Perdemos Arthur Maia

Em um espaço de poucos dias, perdemos duas figuras emblemáticas da história da música brasileira: o baixista Arthur Maia e o maestro/compositor Waltel Branco, a respeito de quem escreverei amanhã aqui no blog. Hoje, o papo é sobre Arthur…

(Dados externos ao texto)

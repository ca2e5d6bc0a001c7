// Copyright 2021 The rust-pretrain Authors
// Licensed under the Apache License, Version 2.0 (the "License");
// you may not use this file except in compliance with the License.
// You may obtain a copy of the License at
//     http://www.apache.org/licenses/LICENSE-2.0
// Unless required by applicable law or agreed to in writing, software
// distributed under the License is distributed on an "AS IS" BASIS,
// WITHOUT WARRANTIES OR CONDITIONS OF ANY KIND, either express or implied.
// See the License for the specific language governing permissions and
// limitations under the License.

use crate::common::error::PretrainError;
use crate::data::{Batch, SpecialTokens, IGNORE_INDEX};
use crate::electra::masking::{
    gumbel_sample, mask_with_tokens, probability_mask_like, select_mask_subset,
};
use crate::reformer::language_modeling_loss;
use crate::trainer::PretrainingModel;
use rust_bert::reformer::{ReformerConfig, ReformerModel};
use serde::{Deserialize, Serialize};
use std::borrow::Borrow;
use tch::Reduction;
use tch::{nn, Kind, Tensor};
use tracing::debug;

fn default_mask_prob() -> f64 {
    0.15
}

fn default_replace_prob() -> f64 {
    0.85
}

fn default_one() -> f64 {
    1.0
}

fn default_disc_weight() -> f64 {
    50.0
}

/// # Replaced token detection settings
/// Masking probabilities, generator sampling temperature and loss weights.
#[derive(Debug, Clone, Serialize, Deserialize)]
pub struct ElectraMaskingConfig {
    /// Fraction of the maskable tokens selected in every sequence
    #[serde(default = "default_mask_prob")]
    pub mask_prob: f64,
    /// Probability for a selected token to be replaced by `[MASK]`
    #[serde(default = "default_replace_prob")]
    pub replace_prob: f64,
    /// Probability for a selected token that is not replaced by `[MASK]` to be replaced by a random token
    #[serde(default)]
    pub random_token_prob: f64,
    #[serde(default = "default_one")]
    pub temperature: f64,
    #[serde(default = "default_one")]
    pub gen_weight: f64,
    #[serde(default = "default_disc_weight")]
    pub disc_weight: f64,
}

impl Default for ElectraMaskingConfig {
    fn default() -> Self {
        ElectraMaskingConfig {
            mask_prob: default_mask_prob(),
            replace_prob: default_replace_prob(),
            random_token_prob: 0.0,
            temperature: default_one(),
            gen_weight: default_one(),
            disc_weight: default_disc_weight(),
        }
    }
}

impl ElectraMaskingConfig {
    pub fn validate(&self) -> Result<(), PretrainError> {
        for (name, value) in &[
            ("mask_prob", self.mask_prob),
            ("replace_prob", self.replace_prob),
            ("random_token_prob", self.random_token_prob),
        ] {
            if !(0.0..=1.0).contains(value) {
                return Err(PretrainError::InvalidConfigurationError(format!(
                    "{} must be in [0, 1], got {}",
                    name, value
                )));
            }
        }
        if self.temperature <= 0.0 {
            return Err(PretrainError::InvalidConfigurationError(format!(
                "sampling temperature must be strictly positive, got {}",
                self.temperature
            )));
        }
        Ok(())
    }
}

/// # Output of an ELECTRA forward pass
pub struct ElectraOutput {
    /// `gen_weight * mlm_loss + disc_weight * disc_loss`
    pub loss: Tensor,
    pub mlm_loss: Tensor,
    pub disc_loss: Tensor,
    /// Generator predictions matching the original token, over the masked positions.
    /// Only computed in evaluation mode.
    pub generator_accuracy: Option<f64>,
    /// Mean of the discriminator accuracies over masked and unmasked positions.
    /// Only computed in evaluation mode.
    pub discriminator_accuracy: Option<f64>,
}

/// Picks `if_true` where `condition` holds, `if_false` elsewhere (integer tensors).
fn select_tokens(condition: &Tensor, if_true: &Tensor, if_false: &Tensor) -> Tensor {
    if_false + (if_true - if_false) * condition.to_kind(Kind::Int64)
}

fn accuracy(correct: &Tensor, selection: &Tensor) -> Option<f64> {
    let count = selection.sum(Kind::Int64).int64_value(&[]);
    if count == 0 {
        return None;
    }
    let hits = correct.logical_and(selection).sum(Kind::Int64).int64_value(&[]);
    Some(hits as f64 / count as f64)
}

/// # ELECTRA with Reformer generator and discriminator
/// The generator is a bidirectional Reformer encoder with a projection to the vocabulary, trained with
/// masked language modelling. Its samples replace the masked tokens of the input given to the
/// discriminator, a Reformer encoder with a linear adapter predicting for every token whether it was replaced.
/// Both networks keep their own token and position embeddings: rust-bert's Reformer embeddings are sized
/// by each network's hidden size and cannot be shared between a generator and a discriminator of different widths.
pub struct ReformerElectra {
    generator: ReformerModel,
    generator_head: nn::Linear,
    discriminator: ReformerModel,
    discriminator_head: nn::Linear,
    masking: ElectraMaskingConfig,
    special_tokens: SpecialTokens,
    mask_ignore_ids: Vec<i64>,
    vocab_size: i64,
}

impl ReformerElectra {
    /// Build a new `ReformerElectra`
    ///
    /// # Arguments
    ///
    /// * `p` - Variable store path for the root of the model
    /// * `generator_config` - configuration of the generator encoder
    /// * `discriminator_config` - configuration of the discriminator encoder
    /// * `special_tokens` - special token ids, never masked
    /// * `masking` - masking probabilities and loss weights
    pub fn new<'p, P>(
        p: P,
        generator_config: &ReformerConfig,
        discriminator_config: &ReformerConfig,
        special_tokens: SpecialTokens,
        masking: ElectraMaskingConfig,
    ) -> Result<ReformerElectra, PretrainError>
    where
        P: Borrow<nn::Path<'p>>,
    {
        let p = p.borrow();
        masking.validate()?;
        if generator_config.vocab_size != discriminator_config.vocab_size {
            return Err(PretrainError::InvalidConfigurationError(format!(
                "generator ({}) and discriminator ({}) vocabulary sizes differ",
                generator_config.vocab_size, discriminator_config.vocab_size
            )));
        }
        let generator = ReformerModel::new(p / "generator", generator_config)?;
        let generator_head = nn::linear(
            p / "generator_head",
            2 * generator_config.hidden_size,
            generator_config.vocab_size,
            Default::default(),
        );
        let discriminator = ReformerModel::new(p / "discriminator", discriminator_config)?;
        let discriminator_head = nn::linear(
            p / "discriminator_head",
            2 * discriminator_config.hidden_size,
            1,
            Default::default(),
        );
        Ok(ReformerElectra {
            generator,
            generator_head,
            discriminator,
            discriminator_head,
            masking,
            mask_ignore_ids: special_tokens.all_special_ids(),
            special_tokens,
            vocab_size: generator_config.vocab_size,
        })
    }

    /// Forward pass through the generator and the discriminator
    ///
    /// # Arguments
    ///
    /// * `input_ids` - Input tensor of shape (*batch size*, *sequence_length*), padded with the pad token
    /// * `train` - boolean flag to turn on/off the dropout layers in the model
    ///
    /// # Returns
    ///
    /// * `ElectraOutput` with the weighted loss, its components and, when `train` is false, the accuracies
    pub fn forward_t(&self, input_ids: &Tensor, train: bool) -> Result<ElectraOutput, PretrainError> {
        let special = mask_with_tokens(input_ids, &self.mask_ignore_ids);
        let mask = select_mask_subset(&special.logical_not(), self.masking.mask_prob);
        let replace =
            probability_mask_like(input_ids, self.masking.replace_prob).logical_and(&mask);
        let mut masked_input = input_ids.masked_fill(&replace, self.special_tokens.mask);
        if self.masking.random_token_prob > 0.0 {
            let random_tokens = Tensor::randint(
                self.vocab_size,
                &input_ids.size(),
                (Kind::Int64, input_ids.device()),
            );
            let random = probability_mask_like(input_ids, self.masking.random_token_prob)
                .logical_and(&mask)
                .logical_and(&replace.logical_not())
                .logical_and(&mask_with_tokens(&random_tokens, &self.mask_ignore_ids).logical_not());
            masked_input = select_tokens(&random, &random_tokens, &masked_input);
        }
        let attention_mask = input_ids.ne(self.special_tokens.pad).to_kind(Kind::Int64);

        let generator_logits = self
            .generator
            .forward_t(
                Some(&masked_input),
                None,
                None,
                Some(&attention_mask),
                None,
                None,
                train,
            )?
            .hidden_states
            .apply(&self.generator_head);
        let generator_labels = input_ids.masked_fill(&mask.logical_not(), IGNORE_INDEX);
        let num_masked = mask.sum(Kind::Int64).int64_value(&[]);
        let mlm_loss = if num_masked > 0 {
            language_modeling_loss(&generator_logits, &generator_labels, self.vocab_size)
        } else {
            generator_logits.sum(Kind::Float) * 0.0
        };

        let sampled = tch::no_grad(|| {
            gumbel_sample(&generator_logits.detach(), self.masking.temperature)
        });
        let discriminator_input = select_tokens(&mask, &sampled, input_ids);
        let discriminator_labels = input_ids
            .ne_tensor(&discriminator_input)
            .to_kind(Kind::Float);

        let discriminator_logits = self
            .discriminator
            .forward_t(
                Some(&discriminator_input),
                None,
                None,
                Some(&attention_mask),
                None,
                None,
                train,
            )?
            .hidden_states
            .apply(&self.discriminator_head)
            .reshape(&input_ids.size());
        let non_padded = attention_mask.to_kind(Kind::Float);
        let disc_loss = (discriminator_logits.binary_cross_entropy_with_logits::<Tensor>(
            &discriminator_labels,
            None,
            None,
            Reduction::None,
        ) * &non_padded)
            .sum(Kind::Float)
            / non_padded.sum(Kind::Float).clamp_min(1.0);

        let (generator_accuracy, discriminator_accuracy) = if train {
            (None, None)
        } else {
            let (generator_accuracy, discriminator_accuracy) = tch::no_grad(|| {
                let generator_correct = generator_logits.argmax(-1, false).eq_tensor(input_ids);
                let generator_accuracy = accuracy(&generator_correct, &mask).unwrap_or(0.0);
                let discriminator_correct = discriminator_logits
                    .gt(0.0)
                    .eq_tensor(&discriminator_labels.to_kind(Kind::Bool));
                let discriminator_accuracy = match (
                    accuracy(&discriminator_correct, &mask),
                    accuracy(&discriminator_correct, &mask.logical_not()),
                ) {
                    (Some(masked), Some(unmasked)) => 0.5 * masked + 0.5 * unmasked,
                    (Some(accuracy), None) | (None, Some(accuracy)) => accuracy,
                    (None, None) => 0.0,
                };
                (generator_accuracy, discriminator_accuracy)
            });
            (Some(generator_accuracy), Some(discriminator_accuracy))
        };

        let loss = &mlm_loss * self.masking.gen_weight + &disc_loss * self.masking.disc_weight;
        Ok(ElectraOutput {
            loss,
            mlm_loss,
            disc_loss,
            generator_accuracy,
            discriminator_accuracy,
        })
    }
}

impl PretrainingModel for ReformerElectra {
    fn forward_loss(&self, batch: &Batch, train: bool) -> Result<Tensor, PretrainError> {
        let output = self.forward_t(&batch.input_ids, train)?;
        if let (Some(generator), Some(discriminator)) =
            (output.generator_accuracy, output.discriminator_accuracy)
        {
            debug!(
                generator_accuracy = generator,
                discriminator_accuracy = discriminator,
                "mlm loss {:.4}, discriminator loss {:.4}",
                output.mlm_loss.double_value(&[]),
                output.disc_loss.double_value(&[])
            );
        }
        Ok(output.loss)
    }
}

#[cfg(test)]
mod tests {
    use super::*;

    #[test]
    fn masking_defaults() {
        let config: ElectraMaskingConfig = serde_json::from_str("{}").unwrap();
        assert_eq!(config.mask_prob, 0.15);
        assert_eq!(config.replace_prob, 0.85);
        assert_eq!(config.random_token_prob, 0.0);
        assert_eq!(config.disc_weight, 50.0);
        assert!(config.validate().is_ok());
        let invalid = ElectraMaskingConfig {
            temperature: 0.0,
            ..Default::default()
        };
        assert!(invalid.validate().is_err());
    }

    #[test]
    fn token_selection() {
        let condition = Tensor::of_slice(&[true, false, true]);
        let if_true = Tensor::of_slice(&[7i64, 8, 9]);
        let if_false = Tensor::of_slice(&[1i64, 2, 3]);
        let selected = select_tokens(&condition, &if_true, &if_false);
        assert_eq!(selected.int64_value(&[0]), 7);
        assert_eq!(selected.int64_value(&[1]), 2);
        assert_eq!(selected.int64_value(&[2]), 9);
    }
}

Ele foi um dos maiores baixistas do planeta – sim, é isso mesmo o que você acabou de ler – e um exemplo para todo músico que não tem medo de expandir seus horizontes musicais. Sempre mandando grooves matadores, Arthur era capaz de tocar qualquer gênero e estilo e deixar todo mundo de boca aberta. Não foi à toa que ele, desde muito jovem, esteve presente nos discos e shows de gente graúda da música brasileira: Gilberto Gil, Gal Costa, Lulu Santos, Caetano Veloso, Jorge Ben Jor, Martinho da Vila, Djavan, Ney Matogrosso, Milton Nascimento, César Camargo Mariano, entre muitos outros.

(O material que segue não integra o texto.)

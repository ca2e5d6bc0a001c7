// Copyright 2021 The rust-pretrain Authors
// Licensed under the Apache License, Version 2.0 (the "License");
// you may not use this file except in compliance with the License.
// You may obtain a copy of the License at
//     http://www.apache.org/licenses/LICENSE-2.0
// Unless required by applicable law or agreed to in writing, software
// distributed under the License is distributed on an "AS IS" BASIS,
// WITHOUT WARRANTIES OR CONDITIONS OF ANY KIND, either express or implied.
// See the License for the specific language governing permissions and
// limitations under the License.


//! Error type, configuration loading, device selection and logging setup shared by the
//! training drivers.

pub mod config;
pub mod error;
pub mod logging;

pub use config::{Config, DeviceSpec};
pub use error::PretrainError;
pub use logging::{init_logging, log_file_path};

Assim como o tio, o também baixista e lendário Luizão Maia, Arthur fez do instrumento de quatro cordas a sua razão de viver, a ponto de não negar até mesmo um convite para assumir a Secretária de Cultura de sua amada Niterói, cargo que ocupou de 2013 a 2016 e com o qual tratou de ampliar a presença da Música nas escolas. Bem antes, nos anos 80, ele também foi uma peça importante na revitalização do jazz instrumental brasileiro ao criar o grupo Cama de Gato, um timaço de músicos que contava também com o baterista Pascoal Meirelles, o pianista/tecladista Rique Pantoja e o saxofonista/flautista Mauro Senise:

 

Sem contar o quanto influenciou toda uma geração de músicos nacionais com seus próprios discos, Maia (1991) e Arthur Maia (1996), ensinando aos mais jovens que era possível criar um amálgama sonoro de funk, jazz e samba de uma maneira diferenciada:

 

 

Em carne e osso, Arthur era de uma simpatia exemplar. Tive a oportunidade de entrevista-lo várias vezes ao longo de minha carreira como editor da revista Cover Baixo e sempre foi um prazer obter informações e ensinamentos de um típico carioca bonachão. Vê-lo e ouvi-lo em ação, ao vivo, era uma experiência que sempre propiciava imenso prazer musical. Assista abaixo:

 

 

Arthur trabalhou até o fim de sua vida. Tanto é verdade que no próximo mês será lançada a sua última produção, em parceria com o exímio guitarrista Celso Fonseca; um álbum da Martn’ália só com músicas de Vinicius de Moraes. Não teve tempo suficiente para ver o resultado final desse projeto: morreu no sábado, aos 56 anos, vitimado por uma parada cardíaca.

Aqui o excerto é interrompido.